IPT04860 - Liability of insurance contracts: Motability contract-hire schemes: Insurers who underwrite a similar scheme
If you are asked whether similar schemes for disabled drivers may be treated as exempt you should reply along the following lines.
The scheme applies only to Motability. If pressed to justify this you should explain as follows:
- As a basic principle when IPT was introduced it was decided that it should apply at a low rate across as broad a base as possible.
- Targeting tax reliefs at specific groups or categories of taxpayers is potentially very complex.
- In Motability’s case the argument for tax relief was not about providing exemption for disabled drivers (for the reasons given above), but rather about Motability’s entirely unique position: it carries one block policy covering some 160,000 disabled drivers. The potential IPT liability of this unique policy was thus very significant indeed.

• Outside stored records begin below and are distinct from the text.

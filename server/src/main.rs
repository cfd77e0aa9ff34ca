// AgroCoop Server - Main Entry Point
//
// Bootstrap, CLI commands and tracing setup. Handlers, routes and business
// logic live in the library crate.

use std::{
    env, fs,
    path::{Path, PathBuf},
    sync::OnceLock,
};

use agrocoop_core::{config::AppConfig, db::Database, permissions::PermissionTable};
use agrocoop_server::{build_state, router};
use anyhow::{Context, anyhow, bail};
use clap::{Args, Parser, Subcommand};
use dotenvy::{Error as DotenvError, dotenv, from_filename};
use tokio::net::TcpListener;
use tracing::{error, info, warn};
use tracing_appender::non_blocking;
use tracing_subscriber::EnvFilter;

static TRACING_FILE_GUARD: OnceLock<non_blocking::WorkerGuard> = OnceLock::new();

#[derive(Parser, Debug)]
#[command(author, version, about = "AgroCoop cooperative management server", long_about = None)]
struct Cli {
    #[command(subcommand)]
    command: Option<Command>,
}

#[derive(Subcommand, Debug)]
enum Command {
    /// Start the HTTP server
    Serve,
    /// Run database migrations
    Migrate,
    /// Create a workspace owned by the given user id
    CreateWorkspace(CreateWorkspaceArgs),
    /// Print the role permission table
    Roles,
}

#[derive(Args, Debug)]
struct CreateWorkspaceArgs {
    /// Owner user ID to associate with the workspace
    #[arg(long = "owner-id", value_name = "ID")]
    owner_id: String,
    /// Display name for the workspace
    #[arg(long, value_name = "NAME")]
    name: String,
    /// Optional description
    #[arg(long, value_name = "TEXT")]
    description: Option<String>,
}

#[tokio::main]
async fn main() -> anyhow::Result<()> {
    let env_status = load_env_file();
    init_tracing()?;
    report_env_status(&env_status);

    let cli = Cli::parse();
    let config = AppConfig::load()?;

    match cli.command.unwrap_or(Command::Serve) {
        Command::Serve => run_serve(config).await,
        Command::Migrate => run_migrate(config).await,
        Command::CreateWorkspace(args) => run_create_workspace(config, args).await,
        Command::Roles => run_roles(),
    }
}

async fn run_serve(config: AppConfig) -> anyhow::Result<()> {
    info!(
        database_path = %config.database_path,
        database_max_connections = config.database_max_connections,
        blob_store_backend = ?config.blob_store_backend,
        storage_bucket = %config.storage_bucket,
        base_path = %config.base_path,
        "Starting server"
    );
    let database = Database::connect(&config).await?;
    let state = build_state(&database, &config)?;
    info!(
        name = state.metadata.name,
        version = state.metadata.version,
        "Loaded server metadata"
    );

    let app = router::build_router(state, &config);

    let listener = TcpListener::bind(config.bind_address)
        .await
        .context("failed to bind socket")?;
    let actual_addr = listener
        .local_addr()
        .context("failed to read local address")?;

    info!("listening on {actual_addr}");

    if let Err(error) = axum::serve(listener, app)
        .with_graceful_shutdown(shutdown_signal())
        .await
    {
        error!(?error, "server terminated with error");
    }

    Ok(())
}

async fn run_migrate(config: AppConfig) -> anyhow::Result<()> {
    let database = Database::connect(&config).await?;
    info!(path = %database.database_path().display(), "migrations completed");
    Ok(())
}

async fn run_create_workspace(config: AppConfig, args: CreateWorkspaceArgs) -> anyhow::Result<()> {
    let CreateWorkspaceArgs {
        owner_id,
        name,
        description,
    } = args;

    let owner_id = owner_id.trim();
    if owner_id.is_empty() {
        bail!("owner-id must not be empty");
    }
    let trimmed_name = name.trim();
    if trimmed_name.is_empty() {
        bail!("workspace name must not be empty");
    }

    let database = Database::connect(&config).await?;
    let state = build_state(&database, &config)?;

    let workspace = state
        .workspace_service
        .create_workspace(owner_id, trimmed_name, description.as_deref())
        .await
        .map_err(|err| anyhow!("failed to create workspace: {err}"))?;

    info!(
        workspace_id = %workspace.id,
        owner_id = %workspace.owner_id,
        "created workspace"
    );
    println!(
        "Created workspace '{}' ({}) for owner {}",
        workspace.name, workspace.id, workspace.owner_id
    );

    Ok(())
}

fn run_roles() -> anyhow::Result<()> {
    let table = PermissionTable::standard();
    for role in table.roles() {
        let permissions: Vec<&str> = role
            .permissions
            .iter()
            .map(|permission| permission.as_str())
            .collect();
        println!("{:<8} {}", role.name.as_str(), permissions.join(", "));
    }
    Ok(())
}

/// JSON logs to stdout when `AGROCOOP_LOG_TO_STDOUT` is set (and not "0"),
/// otherwise to a daily rolling file under `AGROCOOP_LOG_DIR`. `RUST_LOG`
/// controls the level.
fn init_tracing() -> anyhow::Result<()> {
    let env_filter = EnvFilter::try_from_default_env().unwrap_or_else(|_| EnvFilter::new("info"));

    let log_to_stdout = env::var("AGROCOOP_LOG_TO_STDOUT")
        .map(|v| !v.trim().is_empty() && v.trim() != "0")
        .unwrap_or(false);

    if log_to_stdout {
        return tracing_subscriber::fmt()
            .with_env_filter(env_filter)
            .with_ansi(false)
            .json()
            .with_writer(std::io::stdout)
            .try_init()
            .map_err(|err| anyhow!("failed to initialise tracing: {err}"));
    }

    let log_dir = env::var("AGROCOOP_LOG_DIR").unwrap_or_else(|_| "logs".to_string());
    fs::create_dir_all(&log_dir)
        .with_context(|| format!("failed to create log dir '{log_dir}'"))?;
    let file_appender = tracing_appender::rolling::daily(&log_dir, "server.log");
    let (writer, guard) = non_blocking(file_appender);

    tracing_subscriber::fmt()
        .with_env_filter(env_filter)
        .with_ansi(false)
        .json()
        .with_writer(writer)
        .try_init()
        .map_err(|err| anyhow!("failed to initialise tracing: {err}"))?;
    let _ = TRACING_FILE_GUARD.set(guard);
    Ok(())
}

enum EnvLoadStatus {
    Loaded(PathBuf),
    NotFound,
    Failed(DotenvError),
}

fn load_env_file() -> EnvLoadStatus {
    if let Ok(env_file) = env::var("AGROCOOP_ENV_FILE") {
        let trimmed = env_file.trim();
        if !trimmed.is_empty() {
            let path = PathBuf::from(trimmed);
            return match from_filename(&path) {
                Ok(_) => {
                    let display_path = make_relative(&path).unwrap_or_else(|| path.clone());
                    EnvLoadStatus::Loaded(display_path)
                }
                Err(err) => EnvLoadStatus::Failed(err),
            };
        }
    }

    match dotenv() {
        Ok(path) => {
            let display_path = make_relative(&path).unwrap_or_else(|| path.clone());
            EnvLoadStatus::Loaded(display_path)
        }
        Err(DotenvError::Io(err)) if err.kind() == std::io::ErrorKind::NotFound => {
            EnvLoadStatus::NotFound
        }
        Err(err) => EnvLoadStatus::Failed(err),
    }
}

fn report_env_status(status: &EnvLoadStatus) {
    match status {
        EnvLoadStatus::Loaded(path) => {
            info!("Loaded environment variables from {}", path.display());
        }
        EnvLoadStatus::NotFound => {
            info!("No .env file found; using process environment only");
        }
        EnvLoadStatus::Failed(err) => {
            warn!("Failed to load .env file: {err:?}");
        }
    }
}

fn make_relative(path: &Path) -> Option<PathBuf> {
    let cwd = env::current_dir().ok()?;
    path.strip_prefix(&cwd).map(|p| p.to_path_buf()).ok()
}

async fn shutdown_signal() {
    #[cfg(unix)]
    {
        use tokio::signal::unix::{SignalKind, signal};

        match (
            signal(SignalKind::terminate()),
            signal(SignalKind::interrupt()),
        ) {
            (Ok(mut term), Ok(mut int)) => {
                tokio::select! {
                    _ = term.recv() => {},
                    _ = int.recv() => {},
                }
            }
            _ => {
                warn!("failed to install unix signal handlers; falling back to ctrl-c");
                let _ = tokio::signal::ctrl_c().await;
            }
        }
    }

    #[cfg(not(unix))]
    {
        let _ = tokio::signal::ctrl_c().await;
    }
}
use std::sync::Arc;

use axum::extract::FromRef;
use tracing::info;

use agrocoop_core::{
    farmer::{FarmerChanges, FarmerFilter, FarmerRecord, FarmerStore, NewFarmer},
    ids::WorkspaceId,
    pagination::{Page, Pagination},
    permissions::Permission,
};

use crate::{AppError, access::AccessService, state::AppState};

const DUPLICATE_NATIONAL_ID: &str = "A farmer with this national ID already exists.";

pub struct FarmerService {
    farmer_store: FarmerStore,
    access: Arc<AccessService>,
}

impl FarmerService {
    pub fn new(farmer_store: FarmerStore, access: Arc<AccessService>) -> Self {
        Self {
            farmer_store,
            access,
        }
    }

    pub async fn fetch_farmer(
        &self,
        workspace_id: &str,
        farmer_id: &str,
    ) -> Result<FarmerRecord, AppError> {
        self.farmer_store
            .find(workspace_id, farmer_id)
            .await
            .map_err(AppError::from_anyhow)?
            .ok_or_else(|| AppError::farmer_not_found(workspace_id, farmer_id))
    }

    /// National IDs are unique across all workspaces; a duplicate is
    /// rejected before anything is written.
    pub async fn create_farmer(
        &self,
        user_id: &str,
        workspace_id: &str,
        input: NewFarmer,
    ) -> Result<FarmerRecord, AppError> {
        self.access
            .authorize(user_id, workspace_id, &[Permission::CreateFarmer])
            .await?;
        self.ensure_national_id_available(&input.national_id, None)
            .await?;

        let farmer = self
            .farmer_store
            .create(&WorkspaceId::from(workspace_id), input)
            .await
            .map_err(|err| AppError::conflict_or_internal(err, DUPLICATE_NATIONAL_ID))?;
        info!(workspace_id, farmer_id = %farmer.id, "farmer registered");
        Ok(farmer)
    }

    pub async fn list_farmers(
        &self,
        user_id: &str,
        workspace_id: &str,
        filter: &FarmerFilter,
        pagination: Pagination,
    ) -> Result<Page<FarmerRecord>, AppError> {
        self.access
            .authorize(user_id, workspace_id, &[Permission::ViewOnly])
            .await?;

        self.farmer_store
            .list(workspace_id, filter, pagination)
            .await
            .map_err(AppError::from_anyhow)
    }

    pub async fn get_farmer(
        &self,
        user_id: &str,
        workspace_id: &str,
        farmer_id: &str,
    ) -> Result<FarmerRecord, AppError> {
        self.access
            .authorize(user_id, workspace_id, &[Permission::ViewOnly])
            .await?;
        self.fetch_farmer(workspace_id, farmer_id).await
    }

    pub async fn update_farmer(
        &self,
        user_id: &str,
        workspace_id: &str,
        farmer_id: &str,
        changes: FarmerChanges,
    ) -> Result<FarmerRecord, AppError> {
        self.access
            .authorize(user_id, workspace_id, &[Permission::EditFarmer])
            .await?;
        let existing = self.fetch_farmer(workspace_id, farmer_id).await?;

        if let Some(national_id) = changes.national_id.as_deref() {
            self.ensure_national_id_available(national_id, Some(&existing))
                .await?;
        }

        self.farmer_store
            .update(workspace_id, farmer_id, changes)
            .await
            .map_err(|err| AppError::conflict_or_internal(err, DUPLICATE_NATIONAL_ID))?
            .ok_or_else(|| AppError::farmer_not_found(workspace_id, farmer_id))
    }

    pub async fn delete_farmer(
        &self,
        user_id: &str,
        workspace_id: &str,
        farmer_id: &str,
    ) -> Result<FarmerRecord, AppError> {
        self.access
            .authorize(user_id, workspace_id, &[Permission::DeleteFarmer])
            .await?;
        let farmer = self.fetch_farmer(workspace_id, farmer_id).await?;

        let deleted = self
            .farmer_store
            .delete(workspace_id, farmer_id)
            .await
            .map_err(AppError::from_anyhow)?;
        if !deleted {
            return Err(AppError::farmer_not_found(workspace_id, farmer_id));
        }

        info!(workspace_id, farmer_id, "farmer deleted");
        Ok(farmer)
    }

    async fn ensure_national_id_available(
        &self,
        national_id: &str,
        current: Option<&FarmerRecord>,
    ) -> Result<(), AppError> {
        let holder = self
            .farmer_store
            .find_by_national_id(national_id)
            .await
            .map_err(AppError::from_anyhow)?;

        match (holder, current) {
            (Some(holder), Some(current)) if holder.id == current.id => Ok(()),
            (Some(_), _) => Err(AppError::conflict(DUPLICATE_NATIONAL_ID)),
            (None, _) => Ok(()),
        }
    }
}

impl FromRef<AppState> for Arc<FarmerService> {
    fn from_ref(state: &AppState) -> Arc<FarmerService> {
        Arc::clone(&state.farmer_service)
    }
}

#[cfg(test)]
mod tests {
    use agrocoop_core::farmer::MemberType;
    use axum::http::StatusCode;

    use super::*;
    use crate::test_support::{seed_workspace, setup_state};

    fn farmer(name: &str, national_id: &str) -> NewFarmer {
        NewFarmer {
            full_name: name.to_owned(),
            phone_number: "0712345678".to_owned(),
            email: "grower@coop.test".to_owned(),
            land_area: 2.0,
            avg_yield_sold_to_market: 1.5,
            member_type: MemberType::Farmer,
            national_id: national_id.to_owned(),
            joined_at: None,
        }
    }

    #[tokio::test]
    async fn duplicate_national_id_conflicts_without_writing() {
        let (_dir, _database, state) = setup_state().await;
        let (workspace_id, owner_id) = seed_workspace(&state).await;

        state
            .farmer_service
            .create_farmer(&owner_id, &workspace_id, farmer("Amina", "NID-1"))
            .await
            .expect("first farmer");
        let err = state
            .farmer_service
            .create_farmer(&owner_id, &workspace_id, farmer("Baraka", " NID-1 "))
            .await
            .expect_err("duplicate");
        assert_eq!(err.status(), StatusCode::CONFLICT);

        let page = state
            .farmer_service
            .list_farmers(
                &owner_id,
                &workspace_id,
                &FarmerFilter::default(),
                Pagination::default(),
            )
            .await
            .expect("list");
        assert_eq!(page.info.total_count, 1);
    }

    #[tokio::test]
    async fn national_id_change_checks_other_farmers() {
        let (_dir, _database, state) = setup_state().await;
        let (workspace_id, owner_id) = seed_workspace(&state).await;
        let amina = state
            .farmer_service
            .create_farmer(&owner_id, &workspace_id, farmer("Amina", "NID-1"))
            .await
            .expect("amina");
        state
            .farmer_service
            .create_farmer(&owner_id, &workspace_id, farmer("Baraka", "NID-2"))
            .await
            .expect("baraka");

        let unchanged = state
            .farmer_service
            .update_farmer(
                &owner_id,
                &workspace_id,
                &amina.id,
                FarmerChanges {
                    national_id: Some("NID-1".to_owned()),
                    land_area: Some(4.0),
                    ..FarmerChanges::default()
                },
            )
            .await
            .expect("keeping own id is fine");
        assert_eq!(unchanged.land_area, 4.0);

        let err = state
            .farmer_service
            .update_farmer(
                &owner_id,
                &workspace_id,
                &amina.id,
                FarmerChanges {
                    national_id: Some("NID-2".to_owned()),
                    ..FarmerChanges::default()
                },
            )
            .await
            .expect_err("taken");
        assert_eq!(err.status(), StatusCode::CONFLICT);
    }
}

- The principal factor in granting an exemption targeted at Motability’s block policy was its status as a potential taxpayer rather than the status, as such, of the disabled drivers covered under the scheme.
- An exemption targeted only at Motability’s block policy is not inconsistent with the basic approach adopted overall to the scope of the tax in that, as an exemption only applying to a single block policy, it is clearly ring fenced and so readily administered.
- Only the contract-hire scheme operated by Motability (under which disabled drivers lease new cars) is covered by the exemption. The exemption does not extend to other disabled drivers who may use Motability finance to help buy a car of their own, nor does it extend more generally to other disabled drivers.